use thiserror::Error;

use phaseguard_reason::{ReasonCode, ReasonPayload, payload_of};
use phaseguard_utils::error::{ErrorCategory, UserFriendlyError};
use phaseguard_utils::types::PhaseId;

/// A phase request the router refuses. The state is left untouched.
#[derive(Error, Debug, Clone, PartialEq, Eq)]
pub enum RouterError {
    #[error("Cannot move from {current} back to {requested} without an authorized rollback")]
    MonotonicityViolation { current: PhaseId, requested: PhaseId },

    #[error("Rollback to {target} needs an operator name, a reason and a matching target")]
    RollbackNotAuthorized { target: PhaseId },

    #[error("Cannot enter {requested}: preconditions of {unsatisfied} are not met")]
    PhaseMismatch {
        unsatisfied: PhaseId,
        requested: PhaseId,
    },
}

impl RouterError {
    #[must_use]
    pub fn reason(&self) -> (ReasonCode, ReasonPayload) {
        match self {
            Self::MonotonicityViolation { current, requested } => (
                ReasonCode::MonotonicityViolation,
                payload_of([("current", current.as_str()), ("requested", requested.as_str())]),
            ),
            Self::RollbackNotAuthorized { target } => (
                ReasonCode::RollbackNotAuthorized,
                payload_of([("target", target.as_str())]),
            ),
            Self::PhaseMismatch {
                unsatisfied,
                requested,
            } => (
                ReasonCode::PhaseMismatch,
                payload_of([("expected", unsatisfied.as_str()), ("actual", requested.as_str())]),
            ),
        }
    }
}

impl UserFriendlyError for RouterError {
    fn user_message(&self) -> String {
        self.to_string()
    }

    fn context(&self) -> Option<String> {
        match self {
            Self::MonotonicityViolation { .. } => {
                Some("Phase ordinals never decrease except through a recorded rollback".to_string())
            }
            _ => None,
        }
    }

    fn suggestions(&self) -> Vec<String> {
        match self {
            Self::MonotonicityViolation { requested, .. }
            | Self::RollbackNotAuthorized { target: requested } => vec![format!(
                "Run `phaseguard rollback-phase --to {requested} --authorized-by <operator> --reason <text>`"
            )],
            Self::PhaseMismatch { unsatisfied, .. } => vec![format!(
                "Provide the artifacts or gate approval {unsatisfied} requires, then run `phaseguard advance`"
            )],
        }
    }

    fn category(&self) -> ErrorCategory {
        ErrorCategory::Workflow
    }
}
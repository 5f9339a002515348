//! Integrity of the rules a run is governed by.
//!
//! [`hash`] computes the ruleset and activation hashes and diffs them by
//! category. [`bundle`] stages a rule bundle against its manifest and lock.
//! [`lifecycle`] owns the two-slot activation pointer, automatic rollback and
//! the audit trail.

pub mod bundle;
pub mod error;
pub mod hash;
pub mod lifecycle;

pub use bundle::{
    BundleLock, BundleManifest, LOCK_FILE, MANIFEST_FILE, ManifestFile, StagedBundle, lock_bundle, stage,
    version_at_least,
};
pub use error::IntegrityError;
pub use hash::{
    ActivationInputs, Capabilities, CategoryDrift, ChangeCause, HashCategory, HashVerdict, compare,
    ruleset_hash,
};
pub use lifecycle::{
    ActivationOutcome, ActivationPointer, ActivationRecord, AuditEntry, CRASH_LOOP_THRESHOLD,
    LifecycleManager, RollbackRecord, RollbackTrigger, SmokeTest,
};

:::

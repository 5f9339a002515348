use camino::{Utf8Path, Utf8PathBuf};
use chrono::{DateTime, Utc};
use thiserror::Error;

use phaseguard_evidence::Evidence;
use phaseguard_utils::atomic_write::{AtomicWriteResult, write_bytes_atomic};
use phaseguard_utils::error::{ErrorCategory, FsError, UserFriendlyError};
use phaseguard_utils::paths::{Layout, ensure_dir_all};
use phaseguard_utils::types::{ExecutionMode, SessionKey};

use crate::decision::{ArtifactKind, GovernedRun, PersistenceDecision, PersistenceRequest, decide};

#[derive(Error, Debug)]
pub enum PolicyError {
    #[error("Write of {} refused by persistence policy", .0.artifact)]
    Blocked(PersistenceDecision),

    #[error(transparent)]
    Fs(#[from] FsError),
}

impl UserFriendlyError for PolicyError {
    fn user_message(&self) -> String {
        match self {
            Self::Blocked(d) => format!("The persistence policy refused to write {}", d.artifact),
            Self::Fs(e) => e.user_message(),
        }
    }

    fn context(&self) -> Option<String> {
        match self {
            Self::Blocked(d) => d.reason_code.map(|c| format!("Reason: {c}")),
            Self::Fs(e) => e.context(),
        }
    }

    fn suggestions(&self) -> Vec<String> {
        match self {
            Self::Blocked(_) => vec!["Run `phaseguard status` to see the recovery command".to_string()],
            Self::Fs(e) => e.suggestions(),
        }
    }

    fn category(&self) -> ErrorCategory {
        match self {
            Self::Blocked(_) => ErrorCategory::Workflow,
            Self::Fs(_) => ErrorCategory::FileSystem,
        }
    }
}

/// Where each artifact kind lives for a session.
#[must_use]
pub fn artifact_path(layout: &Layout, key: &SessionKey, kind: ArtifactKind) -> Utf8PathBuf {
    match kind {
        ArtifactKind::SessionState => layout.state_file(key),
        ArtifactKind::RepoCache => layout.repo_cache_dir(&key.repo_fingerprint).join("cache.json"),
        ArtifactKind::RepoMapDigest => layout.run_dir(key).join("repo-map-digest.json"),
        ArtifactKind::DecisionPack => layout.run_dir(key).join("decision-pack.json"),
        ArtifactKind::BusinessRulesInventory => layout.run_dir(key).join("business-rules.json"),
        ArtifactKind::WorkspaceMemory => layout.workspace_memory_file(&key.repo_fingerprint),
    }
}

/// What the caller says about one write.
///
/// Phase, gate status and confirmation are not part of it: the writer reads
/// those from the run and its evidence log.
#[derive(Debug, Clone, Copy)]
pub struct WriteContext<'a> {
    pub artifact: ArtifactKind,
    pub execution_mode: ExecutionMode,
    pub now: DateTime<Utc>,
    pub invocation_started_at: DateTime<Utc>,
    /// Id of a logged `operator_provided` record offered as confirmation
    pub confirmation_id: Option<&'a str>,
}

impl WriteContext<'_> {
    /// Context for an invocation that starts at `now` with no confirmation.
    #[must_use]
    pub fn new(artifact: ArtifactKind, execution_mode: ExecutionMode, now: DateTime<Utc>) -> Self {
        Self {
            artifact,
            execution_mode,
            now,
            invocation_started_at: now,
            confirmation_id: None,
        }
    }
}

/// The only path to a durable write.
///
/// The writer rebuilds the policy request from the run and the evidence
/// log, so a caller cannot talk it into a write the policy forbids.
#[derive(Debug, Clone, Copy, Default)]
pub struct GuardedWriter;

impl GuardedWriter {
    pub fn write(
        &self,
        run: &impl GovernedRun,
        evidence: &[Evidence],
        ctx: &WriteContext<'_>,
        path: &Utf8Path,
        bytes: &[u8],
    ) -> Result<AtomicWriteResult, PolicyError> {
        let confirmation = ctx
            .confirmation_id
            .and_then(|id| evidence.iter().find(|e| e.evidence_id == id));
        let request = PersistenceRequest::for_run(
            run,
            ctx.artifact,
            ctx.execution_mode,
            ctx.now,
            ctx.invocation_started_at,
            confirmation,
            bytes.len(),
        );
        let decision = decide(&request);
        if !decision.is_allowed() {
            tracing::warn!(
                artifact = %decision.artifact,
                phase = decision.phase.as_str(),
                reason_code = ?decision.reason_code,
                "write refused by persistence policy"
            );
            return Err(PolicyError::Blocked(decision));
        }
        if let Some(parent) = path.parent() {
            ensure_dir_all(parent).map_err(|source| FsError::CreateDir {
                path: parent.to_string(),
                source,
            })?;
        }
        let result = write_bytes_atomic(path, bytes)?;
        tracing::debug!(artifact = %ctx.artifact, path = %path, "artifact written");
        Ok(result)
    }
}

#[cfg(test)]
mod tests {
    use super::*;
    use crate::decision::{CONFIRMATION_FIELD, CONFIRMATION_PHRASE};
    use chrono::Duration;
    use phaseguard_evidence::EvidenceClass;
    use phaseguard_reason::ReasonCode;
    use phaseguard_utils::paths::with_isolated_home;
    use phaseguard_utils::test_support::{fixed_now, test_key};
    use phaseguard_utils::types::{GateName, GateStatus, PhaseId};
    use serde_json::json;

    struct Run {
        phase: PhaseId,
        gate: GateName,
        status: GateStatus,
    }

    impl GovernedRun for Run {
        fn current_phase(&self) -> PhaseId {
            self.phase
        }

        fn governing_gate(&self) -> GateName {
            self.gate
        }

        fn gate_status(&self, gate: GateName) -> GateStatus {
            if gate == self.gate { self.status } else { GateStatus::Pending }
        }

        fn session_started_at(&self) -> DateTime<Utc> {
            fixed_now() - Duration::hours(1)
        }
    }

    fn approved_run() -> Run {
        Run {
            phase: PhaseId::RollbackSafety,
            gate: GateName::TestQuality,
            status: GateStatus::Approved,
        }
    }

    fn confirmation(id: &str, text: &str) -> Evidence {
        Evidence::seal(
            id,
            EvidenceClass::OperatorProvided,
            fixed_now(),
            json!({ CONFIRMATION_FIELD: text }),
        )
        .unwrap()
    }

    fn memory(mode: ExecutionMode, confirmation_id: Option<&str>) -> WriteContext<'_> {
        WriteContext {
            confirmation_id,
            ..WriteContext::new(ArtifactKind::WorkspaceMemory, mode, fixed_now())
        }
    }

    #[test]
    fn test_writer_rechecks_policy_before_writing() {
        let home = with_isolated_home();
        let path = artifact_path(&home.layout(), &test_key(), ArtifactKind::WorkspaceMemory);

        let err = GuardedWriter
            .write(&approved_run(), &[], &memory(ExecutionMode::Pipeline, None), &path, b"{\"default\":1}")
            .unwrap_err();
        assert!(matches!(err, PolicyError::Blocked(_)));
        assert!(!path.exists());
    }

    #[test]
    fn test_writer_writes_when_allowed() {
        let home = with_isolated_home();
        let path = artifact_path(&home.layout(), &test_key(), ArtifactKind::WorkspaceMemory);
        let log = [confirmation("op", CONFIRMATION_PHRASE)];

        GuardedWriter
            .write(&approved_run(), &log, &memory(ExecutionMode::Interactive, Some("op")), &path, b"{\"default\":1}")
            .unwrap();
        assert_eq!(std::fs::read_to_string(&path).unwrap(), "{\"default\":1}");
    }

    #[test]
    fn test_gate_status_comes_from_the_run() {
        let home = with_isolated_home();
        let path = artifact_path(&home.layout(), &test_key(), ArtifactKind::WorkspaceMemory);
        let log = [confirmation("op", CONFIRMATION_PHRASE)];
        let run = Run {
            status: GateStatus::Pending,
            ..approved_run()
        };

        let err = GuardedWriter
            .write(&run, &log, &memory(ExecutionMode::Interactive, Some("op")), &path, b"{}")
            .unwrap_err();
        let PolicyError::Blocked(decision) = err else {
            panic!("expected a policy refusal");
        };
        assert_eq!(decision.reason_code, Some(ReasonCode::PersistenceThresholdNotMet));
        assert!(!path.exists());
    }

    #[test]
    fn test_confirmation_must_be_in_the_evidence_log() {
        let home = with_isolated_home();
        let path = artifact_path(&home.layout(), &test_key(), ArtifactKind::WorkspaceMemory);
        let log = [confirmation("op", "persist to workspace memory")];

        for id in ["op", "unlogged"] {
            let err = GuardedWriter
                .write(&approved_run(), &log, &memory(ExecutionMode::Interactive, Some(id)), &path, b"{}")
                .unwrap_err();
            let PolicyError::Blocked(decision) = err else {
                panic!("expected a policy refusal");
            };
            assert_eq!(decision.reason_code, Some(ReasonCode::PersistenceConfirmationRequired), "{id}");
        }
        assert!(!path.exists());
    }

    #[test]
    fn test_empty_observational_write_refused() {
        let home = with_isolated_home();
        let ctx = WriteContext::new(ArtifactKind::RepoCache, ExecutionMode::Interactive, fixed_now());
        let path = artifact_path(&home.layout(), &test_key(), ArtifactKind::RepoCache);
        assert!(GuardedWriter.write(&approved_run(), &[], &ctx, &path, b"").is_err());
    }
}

:::

Problem details. Go through the entries above and count the lines holding the word "FsError"; write nothing but the number.

Answer to the exercise. 3